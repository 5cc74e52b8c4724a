//! `run` command handler.

use std::path::{Path, PathBuf};

use adpulse_core::{AnalysisConfig, DateRange, Metric};
use adpulse_pipeline::{
    JsonFileGenerator, Pipeline, RunReport, RunRequest, SUMMARY_FILE, VALIDATED_FILE,
};
use chrono::NaiveDate;
use clap::Args;

#[derive(Debug, Args)]
pub struct RunArgs {
    /// Campaign CSV file
    #[arg(long)]
    pub dataset: PathBuf,
    /// Directory for summary, hypotheses and envelope log
    #[arg(long, default_value = "reports")]
    pub output_dir: PathBuf,
    /// First day to include (YYYY-MM-DD)
    #[arg(long, value_parser = parse_date)]
    pub start_date: Option<NaiveDate>,
    /// Last day to include (YYYY-MM-DD)
    #[arg(long, value_parser = parse_date)]
    pub end_date: Option<NaiveDate>,
    /// Metric the generated hypotheses should explain
    #[arg(long, default_value = "roas", value_parser = parse_metric)]
    pub focus_metric: Metric,
    /// Read hypotheses from this JSON file instead of generating them
    #[arg(long)]
    pub hypotheses: Option<PathBuf>,
}

impl RunArgs {
    /// Date filter from the two optional bounds; an open bound is unbounded.
    ///
    /// # Errors
    ///
    /// Returns an error when the start date falls after the end date.
    pub fn date_range(&self) -> anyhow::Result<Option<DateRange>> {
        if self.start_date.is_none() && self.end_date.is_none() {
            return Ok(None);
        }
        let range = DateRange {
            start: self.start_date.unwrap_or(NaiveDate::MIN),
            end: self.end_date.unwrap_or(NaiveDate::MAX),
        };
        if range.start > range.end {
            anyhow::bail!(
                "--start-date {} is after --end-date {}",
                range.start,
                range.end
            );
        }
        Ok(Some(range))
    }
}

pub(crate) fn parse_date(raw: &str) -> Result<NaiveDate, String> {
    NaiveDate::parse_from_str(raw, "%Y-%m-%d")
        .map_err(|e| format!("invalid date '{raw}' (expected YYYY-MM-DD): {e}"))
}

pub(crate) fn parse_metric(raw: &str) -> Result<Metric, String> {
    let wanted = raw.trim().to_lowercase();
    Metric::ALL
        .into_iter()
        .find(|m| m.as_str() == wanted)
        .ok_or_else(|| {
            let names: Vec<&str> = Metric::ALL.iter().map(|m| m.as_str()).collect();
            format!("unknown metric '{raw}'; expected one of {}", names.join(", "))
        })
}

/// Build the pipeline for `args` and run it to completion.
///
/// # Errors
///
/// Returns an error only for invalid arguments or retry settings; stage
/// failures are carried in [`RunReport::failure`].
pub(crate) async fn run_analysis(
    config: AnalysisConfig,
    args: &RunArgs,
) -> anyhow::Result<RunReport> {
    let request = RunRequest {
        dataset_path: args.dataset.clone(),
        output_dir: args.output_dir.clone(),
        date_range: args.date_range()?,
    };

    let pipeline = match &args.hypotheses {
        Some(path) => {
            tracing::info!(path = %path.display(), "using hypotheses from file");
            Pipeline::new(config, Box::new(JsonFileGenerator::new(path)))?
        }
        None => Pipeline::rule_based(config, args.focus_metric)?,
    };
    Ok(pipeline.run(&request).await)
}

pub(crate) fn print_report(report: &RunReport, output_dir: &Path) {
    if let Some(summary) = &report.summary {
        let roas = summary
            .metrics
            .overall_roas
            .map_or_else(|| "n/a".to_string(), |r| format!("{r:.2}"));
        println!(
            "{} rows, {} campaigns, spend {:.2}, revenue {:.2}, ROAS {roas}",
            summary.total_rows, summary.campaigns_count, summary.total_spend, summary.total_revenue,
        );
    }

    if let Some(validated) = &report.validated {
        println!();
        for (rank, v) in validated.iter().enumerate() {
            println!(
                "{:>2}. [{} {:.2}] {}",
                rank + 1,
                v.validation_status,
                v.adjusted_confidence_score,
                v.hypothesis.text
            );
        }
    }

    println!();
    println!("summary:    {}", output_dir.join(SUMMARY_FILE).display());
    println!("hypotheses: {}", output_dir.join(VALIDATED_FILE).display());
}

● **PROBLEM**
In the entries above, count the lines that include "RunArgs" and write nothing but that number.

● **OUTPUT OF THE EXERCISE**
3